Hay un personaje silencioso y  discreto, pero vitalmente necesario en la vida humana y más aún en la vida sobrenatural. Sin él no podríamos vivir. Aunque no nos demos cuenta, él está sosteniendo nuestra vida, él trabaja en nosotros. De él nos habla Jesús en el evangelio de este domingo, y en tantas otras ocasiones. Se trata del Espíritu Santo, tercera persona de Dios, que ha sido enviado por Jesús resucitado desde el seno del Padre sobre su Iglesia para santificarla.

En el seno de Dios, el Espíritu Santo es el amor del Padre y del Hijo, es el abrazo, el beso de amor entre ambos. Su papel es el de unir, porque brota de la comunión del Padre y del Hijo discretamente, silenciosamente. Los autores hablan de la humildad del Espíritu Santo, que no tiene un papel de lucimiento, sino de eficacia.

El Espíritu Santo es el que ha formado en el seno de María virgen la naturaleza humana del Hijo eterno hecho hombre. Él es el autor de la encarnación del Hijo, misterio inabarcable, por el que Dios ha llegado desde su mundo al nuestro, anudando una relación irrompible, como es la alianza nueva y eterna de Dios con el hombre.

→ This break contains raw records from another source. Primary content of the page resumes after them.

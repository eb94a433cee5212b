//! `sluice completion`: print a completion script for a shell.

use crate::cli::Cli;
use clap::CommandFactory;
use clap_complete::Shell;
use std::io;
use std::io::Write;

const BIN_NAME: &str = "sluice";

/// Writes the completion script for `shell` to stdout.
pub fn execute(shell: Shell) {
    write_completions(shell, &mut io::stdout());
}

fn write_completions(shell: Shell, out: &mut dyn Write) {
    let mut cmd = Cli::command();
    clap_complete::generate(shell, &mut cmd, BIN_NAME, out);
}

#[cfg(test)]
mod tests {
    use super::*;

    #[test]
    fn test_every_shell_gets_a_script() {
        for shell in [
            Shell::Bash,
            Shell::Zsh,
            Shell::Fish,
            Shell::PowerShell,
            Shell::Elvish,
        ] {
            let mut script = Vec::new();
            write_completions(shell, &mut script);
            assert!(!script.is_empty(), "no completions for {shell:?}");
        }
    }

    #[test]
    fn test_bash_script_lists_subcommands() {
        let mut script = Vec::new();
        write_completions(Shell::Bash, &mut script);
        let script = String::from_utf8_lossy(&script);
        for subcommand in ["ingest", "checksum", "plan"] {
            assert!(script.contains(subcommand), "missing {subcommand}");
        }
    }
}
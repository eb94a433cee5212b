//! JSON output formatter for machine-readable results.

use super::formatter::JsonOutput;
use super::formatter::OutputFormatter;
use anyhow::Result;
use serde::Serialize;
use sluice_core::Checksum;
use sluice_core::IngestResult;
use sluice_core::formats::shapefile::PlannedItem;
use std::io::Write;
use std::io::{self};
use std::path::Path;
use std::path::PathBuf;

pub struct JsonFormatter;

impl JsonFormatter {
    fn output<T: Serialize>(value: &T) -> Result<()> {
        let json = serde_json::to_string_pretty(value)?;
        writeln!(io::stdout(), "{json}")?;
        Ok(())
    }
}

#[derive(Serialize)]
struct FileOutput<'a> {
    label: &'a str,
    directory_label: Option<&'a str>,
    storage_identifier: &'a str,
    storage_path: String,
    size: u64,
    content_type: &'a str,
    checksum_algorithm: &'static str,
    checksum: &'a str,
    source_entries: &'a [String],
}

#[derive(Serialize)]
struct ItemErrorOutput<'a> {
    name: &'a str,
    code: &'static str,
    message: String,
}

#[derive(Serialize)]
struct IngestOutput<'a> {
    upload: String,
    files: Vec<FileOutput<'a>>,
    errors: Vec<ItemErrorOutput<'a>>,
    total_bytes: u64,
    duration_ms: u128,
}

impl OutputFormatter for JsonFormatter {
    fn format_ingest_result(&self, upload: &Path, result: &IngestResult) -> Result<()> {
        let files = result
            .data_files()
            .iter()
            .map(|f| FileOutput {
                label: &f.label,
                directory_label: f.directory_label.as_deref(),
                storage_identifier: f.storage_identifier.as_str(),
                storage_path: f.storage_path.display().to_string(),
                size: f.size,
                content_type: f.content_type.as_str(),
                checksum_algorithm: f.checksum.algorithm.as_str(),
                checksum: &f.checksum.value,
                source_entries: &f.source_entries,
            })
            .collect();
        let errors = result
            .errors()
            .iter()
            .map(|e| ItemErrorOutput {
                name: &e.name,
                code: e.error.code(),
                message: e.message(),
            })
            .collect();

        let data = IngestOutput {
            upload: upload.display().to_string(),
            files,
            errors,
            total_bytes: result.total_bytes(),
            duration_ms: result.duration().as_millis(),
        };

        let output = if result.has_errors() {
            let failed = result.errors().len();
            JsonOutput::partial("ingest", data, format!("{failed} item(s) rejected"))
        } else {
            JsonOutput::success("ingest", data)
        };
        Self::output(&output)
    }

    fn format_checksums(&self, checksums: &[(PathBuf, Checksum)]) -> Result<()> {
        #[derive(Serialize)]
        struct ChecksumOutput {
            path: String,
            algorithm: &'static str,
            value: String,
        }

        let data: Vec<_> = checksums
            .iter()
            .map(|(path, checksum)| ChecksumOutput {
                path: path.display().to_string(),
                algorithm: checksum.algorithm.as_str(),
                value: checksum.value.clone(),
            })
            .collect();

        Self::output(&JsonOutput::success("checksum", data))
    }

    fn format_plan(&self, archive: &Path, names: &[String], plan: &[PlannedItem]) -> Result<()> {
        #[derive(Serialize)]
        #[serde(tag = "kind", rename_all = "lowercase")]
        enum PlanItemOutput<'a> {
            File {
                entry: &'a str,
            },
            Bundle {
                name: String,
                directory_label: Option<&'a str>,
                members: Vec<&'a str>,
            },
        }

        #[derive(Serialize)]
        struct PlanOutput<'a> {
            archive: String,
            entries: usize,
            items: Vec<PlanItemOutput<'a>>,
        }

        let items = plan
            .iter()
            .map(|item| match item {
                PlannedItem::Standalone(i) => PlanItemOutput::File { entry: &names[*i] },
                PlannedItem::Group {
                    directory_label,
                    base_name,
                    members,
                } => PlanItemOutput::Bundle {
                    name: format!("{base_name}.zip"),
                    directory_label: directory_label.as_deref(),
                    members: members.iter().map(|i| names[*i].as_str()).collect(),
                },
            })
            .collect();

        let data = PlanOutput {
            archive: archive.display().to_string(),
            entries: names.len(),
            items,
        };
        Self::output(&JsonOutput::success("plan", data))
    }

    fn format_warning(&self, message: &str) {
        #[derive(Serialize)]
        struct WarningData {
            message: String,
        }

        // stdout carries exactly one document per command
        let output = JsonOutput::success(
            "warning",
            WarningData {
                message: message.to_string(),
            },
        );
        if let Ok(json) = serde_json::to_string(&output) {
            let _ = writeln!(io::stderr(), "{json}");
        }
    }
}

#[cfg(test)]
#[allow(clippy::unwrap_used)]
mod tests {
    use super::*;

    #[test]
    fn test_partial_status_serializes() {
        let output = JsonOutput::partial("ingest", 1, "1 item(s) rejected");
        let json = serde_json::to_value(&output).unwrap();
        assert_eq!(json["status"], "partial");
        assert_eq!(json["error"], "1 item(s) rejected");
        assert_eq!(json["data"], 1);
    }

    #[test]
    fn test_success_omits_error() {
        let output = JsonOutput::success("plan", "x");
        let json = serde_json::to_value(&output).unwrap();
        assert_eq!(json["status"], "success");
        assert!(json.get("error").is_none());
    }
}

El Espíritu Santo ha sido el motor del corazón de Cristo, el que lo ha encendido en el fuego de su amor, el que le ha infundido las ansias redentoras, el que lo ha llevado a la entrega suprema de la Cruz, el que lo ha resucitado del sepulcro, dándole una vida nueva a estrenar. Jesús ha mantenido durante toda su vida terrena ese contacto filial con el Padre, en el amor del Espíritu Santo, en una intimidad honda, que ha querido compartir con nosotros.

Y cuando Jesús va a partir de este mundo, se preocupa de los suyos anunciándoles que les enviará otro abogado, que esté a nuestro lado y nos defienda, que nos recuerde todo lo que Jesús nos ha enseñado, que nos haga experimentar algo de esa intimidad que Jesús tiene con su Padre. “Yo le pediré al Padre que os dé otro Paráclito, que esté siempre con vosotros, el Espíritu de la verdad” (Jn 14,16). “Paráclito” es el que está a nuestro lado y habla de nuestra parte ante un juicio, es como el abogado defensor. El primer abogado defensor es el mismo Jesús: “Hijos míos, os escribo esto para que no pequéis. Pero si alguno peca, tenemos uno que abogue ante el Padre, a Jesucristo el Justo” (1Jn 2,1).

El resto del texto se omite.